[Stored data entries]
++++++++++++++++++++

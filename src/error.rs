//! Boundary error types.
//!
//! Internals use `anyhow`; each public entry point (ingestion, engine
//! startup, a single query) returns one of the enums below so callers can
//! tell configuration problems from per-request failures.

use std::path::PathBuf;
use thiserror::Error;

/// Message returned for every query while the engine is not ready.
pub const NOT_INITIALIZED_MESSAGE: &str = "System not initialized. Check server logs.";

/// Coarse classification shared by all boundary errors.
#[derive(Debug, Clone, Copy, PartialEq, Eq)]
pub enum ErrorKind {
    /// Missing API key, missing index, bad config. Fatal at startup.
    Configuration,
    /// Missing or unreadable source documents, embedding or storage failure during ingest.
    Ingestion,
    /// A single request failed; the service keeps running.
    Query,
}

/// Failure to build a ready query engine.
#[derive(Debug, Error)]
pub enum StartupError {
    #[error("{var} is not set; export it or add it to a .env file")]
    MissingApiKey { var: String },

    #[error("index not found at {}; run `ragchat ingest` first", .path.display())]
    IndexMissing { path: PathBuf },

    #[error(
        "index was built with embedder {indexed} but {configured} is configured; re-run `ragchat ingest`"
    )]
    EmbeddingMismatch { indexed: String, configured: String },

    #[error("embedding model is not usable: {0:#}")]
    EmbedderUnavailable(anyhow::Error),

    #[error("invalid configuration: {0:#}")]
    InvalidConfig(anyhow::Error),

    #[error("failed to load index: {0:#}")]
    Index(anyhow::Error),
}

impl StartupError {
    pub fn kind(&self) -> ErrorKind {
        ErrorKind::Configuration
    }
}

/// Failure of an ingestion run.
#[derive(Debug, Error)]
pub enum IngestError {
    #[error("no data: source directory {} does not exist", .path.display())]
    SourceMissing { path: PathBuf },

    #[error("no data: no readable documents found in {}", .path.display())]
    NoDocuments { path: PathBuf },

    #[error("invalid configuration: {0:#}")]
    InvalidConfig(anyhow::Error),

    #[error("embedding failed: {0:#}")]
    Embedding(anyhow::Error),

    #[error("failed to write index: {0:#}")]
    Storage(anyhow::Error),
}

impl IngestError {
    pub fn kind(&self) -> ErrorKind {
        match self {
            IngestError::InvalidConfig(_) => ErrorKind::Configuration,
            _ => ErrorKind::Ingestion,
        }
    }
}

/// Failure of a single query.
#[derive(Debug, Error)]
pub enum QueryError {
    #[error("{}", NOT_INITIALIZED_MESSAGE)]
    NotReady,

    #[error("query must not be empty")]
    EmptyQuery,

    #[error("retrieval failed: {0:#}")]
    Retrieval(anyhow::Error),

    #[error("LLM call failed: {0:#}")]
    Llm(anyhow::Error),
}

impl QueryError {
    pub fn kind(&self) -> ErrorKind {
        ErrorKind::Query
    }

    /// Machine-readable code used in HTTP error bodies.
    pub fn code(&self) -> &'static str {
        match self {
            QueryError::NotReady => "not_initialized",
            QueryError::EmptyQuery => "bad_request",
            QueryError::Retrieval(_) => "retrieval_error",
            QueryError::Llm(_) => "llm_error",
        }
    }
}

#[cfg(test)]
mod tests {
    use super::*;

    #[test]
    fn not_ready_uses_fixed_message() {
        assert_eq!(QueryError::NotReady.to_string(), NOT_INITIALIZED_MESSAGE);
    }

    #[test]
    fn kinds_follow_the_boundary() {
        let startup = StartupError::MissingApiKey {
            var: "GROQ_API_KEY".to_string(),
        };
        assert_eq!(startup.kind(), ErrorKind::Configuration);
        assert_eq!(QueryError::EmptyQuery.kind(), ErrorKind::Query);
        assert_eq!(QueryError::Llm(anyhow::anyhow!("x")).kind(), ErrorKind::Query);
        assert_eq!(
            IngestError::InvalidConfig(anyhow::anyhow!("bad glob")).kind(),
            ErrorKind::Configuration
        );
    }

    #[test]
    fn messages_name_the_fix() {
        let err = StartupError::IndexMissing {
            path: PathBuf::from("storage/index.sqlite"),
        };
        assert!(err.to_string().contains("run `ragchat ingest` first"));

        let err = IngestError::NoDocuments {
            path: PathBuf::from("data"),
        };
        assert!(err.to_string().starts_with("no data"));
        assert_eq!(err.kind(), ErrorKind::Ingestion);
    }

    #[test]
    fn wrapped_errors_keep_their_context() {
        let inner = anyhow::anyhow!("connection refused").context("calling groq");
        let err = QueryError::Llm(inner);
        assert_eq!(err.to_string(), "LLM call failed: calling groq: connection refused");
        assert_eq!(err.code(), "llm_error");
    }
}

++++++++++++++++++++

Copy the records word for word.

filename src/error.rs
//! Boundary error types.
//!
//! Internals use `anyhow`; each public entry point (ingestion, engine
//! startup, a single query) returns one of the enums below so callers can
//! tell configuration problems from per-request failures.

use std::path::PathBuf;
use thiserror::Error;

/// Message returned for every query while the engine is not ready.
pub const NOT_INITIALIZED_MESSAGE: &str = "System not initialized. Check server logs.";

/// Coarse classification shared by all boundary errors.
#[derive(Debug, Clone, Copy, PartialEq, Eq)]
pub enum ErrorKind {
    /// Missing API key, missing index, bad config. Fatal at startup.
    Configuration,
    /// Missing or unreadable source documents, embedding or storage failure during ingest.
    Ingestion,
    /// A single request failed; the service keeps running.
    Query,
}

/// Failure to build a ready query engine.
#[derive(Debug, Error)]
pub enum StartupError {
    #[error("{var} is not set; export it or add it to a .env file")]
    MissingApiKey { var: String },

    #[error("index not found at {}; run `ragchat ingest` first", .path.display())]
    IndexMissing { path: PathBuf },

    #[error(
        "index was built with embedder {indexed} but {configured} is configured; re-run `ragchat ingest`"
    )]
    EmbeddingMismatch { indexed: String, configured: String },

    #[error("embedding model is not usable: {0:#}")]
    EmbedderUnavailable(anyhow::Error),

    #[error("invalid configuration: {0:#}")]
    InvalidConfig(anyhow::Error),

    #[error("failed to load index: {0:#}")]
    Index(anyhow::Error),
}

impl StartupError {
    pub fn kind(&self) -> ErrorKind {
        ErrorKind::Configuration
    }
}

/// Failure of an ingestion run.
#[derive(Debug, Error)]
pub enum IngestError {
    #[error("no data: source directory {} does not exist", .path.display())]
    SourceMissing { path: PathBuf },

    #[error("no data: no readable documents found in {}", .path.display())]
    NoDocuments { path: PathBuf },

    #[error("invalid configuration: {0:#}")]
    InvalidConfig(anyhow::Error),

    #[error("embedding failed: {0:#}")]
    Embedding(anyhow::Error),

    #[error("failed to write index: {0:#}")]
    Storage(anyhow::Error),
}

impl IngestError {
    pub fn kind(&self) -> ErrorKind {
        match self {
            IngestError::InvalidConfig(_) => ErrorKind::Configuration,
            _ => ErrorKind::Ingestion,
        }
    }
}

/// Failure of a single query.
#[derive(Debug, Error)]
pub enum QueryError {
    #[error("{}", NOT_INITIALIZED_MESSAGE)]
    NotReady,

    #[error("query must not be empty")]
    EmptyQuery,

    #[error("retrieval failed: {0:#}")]
    Retrieval(anyhow::Error),

    #[error("LLM call failed: {0:#}")]
    Llm(anyhow::Error),
}

impl QueryError {
    pub fn kind(&self) -> ErrorKind {
        ErrorKind::Query
    }

    /// Machine-readable code used in HTTP error bodies.
    pub fn code(&self) -> &'static str {
        match self {
            QueryError::NotReady => "not_initialized",
            QueryError::EmptyQuery => "bad_request",
            QueryError::Retrieval(_) => "retrieval_error",
            QueryError::Llm(_) => "llm_error",
        }
    }
}

#[cfg(test)]
mod tests {
    use super::*;

    #[test]
    fn not_ready_uses_fixed_message() {
        assert_eq!(QueryError::NotReady.to_string(), NOT_INITIALIZED_MESSAGE);
    }

    #[test]
    fn kinds_follow_the_boundary() {
        let startup = StartupError::MissingApiKey {
            var: "GROQ_API_KEY".to_string(),
        };
        assert_eq!(startup.kind(), ErrorKind::Configuration);
        assert_eq!(QueryError::EmptyQuery.kind(), ErrorKind::Query);
        assert_eq!(QueryError::Llm(anyhow::anyhow!("x")).kind(), ErrorKind::Query);
        assert_eq!(
            IngestError::InvalidConfig(anyhow::anyhow!("bad glob")).kind(),
            ErrorKind::Configuration
        );
    }

    #[test]
    fn messages_name_the_fix() {
        let err = StartupError::IndexMissing {
            path: PathBuf::from("storage/index.sqlite"),
        };
        assert!(err.to_string().contains("run `ragchat ingest` first"));

        let err = IngestError::NoDocuments {
            path: PathBuf::from("data"),
        };
        assert!(err.to_string().starts_with("no data"));
        assert_eq!(err.kind(), ErrorKind::Ingestion);
    }

    #[test]
    fn wrapped_errors_keep_their_context() {
        let inner = anyhow::anyhow!("connection refused").context("calling groq");
        let err = QueryError::Llm(inner);
        assert_eq!(err.to_string(), "LLM call failed: calling groq: connection refused");
        assert_eq!(err.code(), "llm_error");
    }
}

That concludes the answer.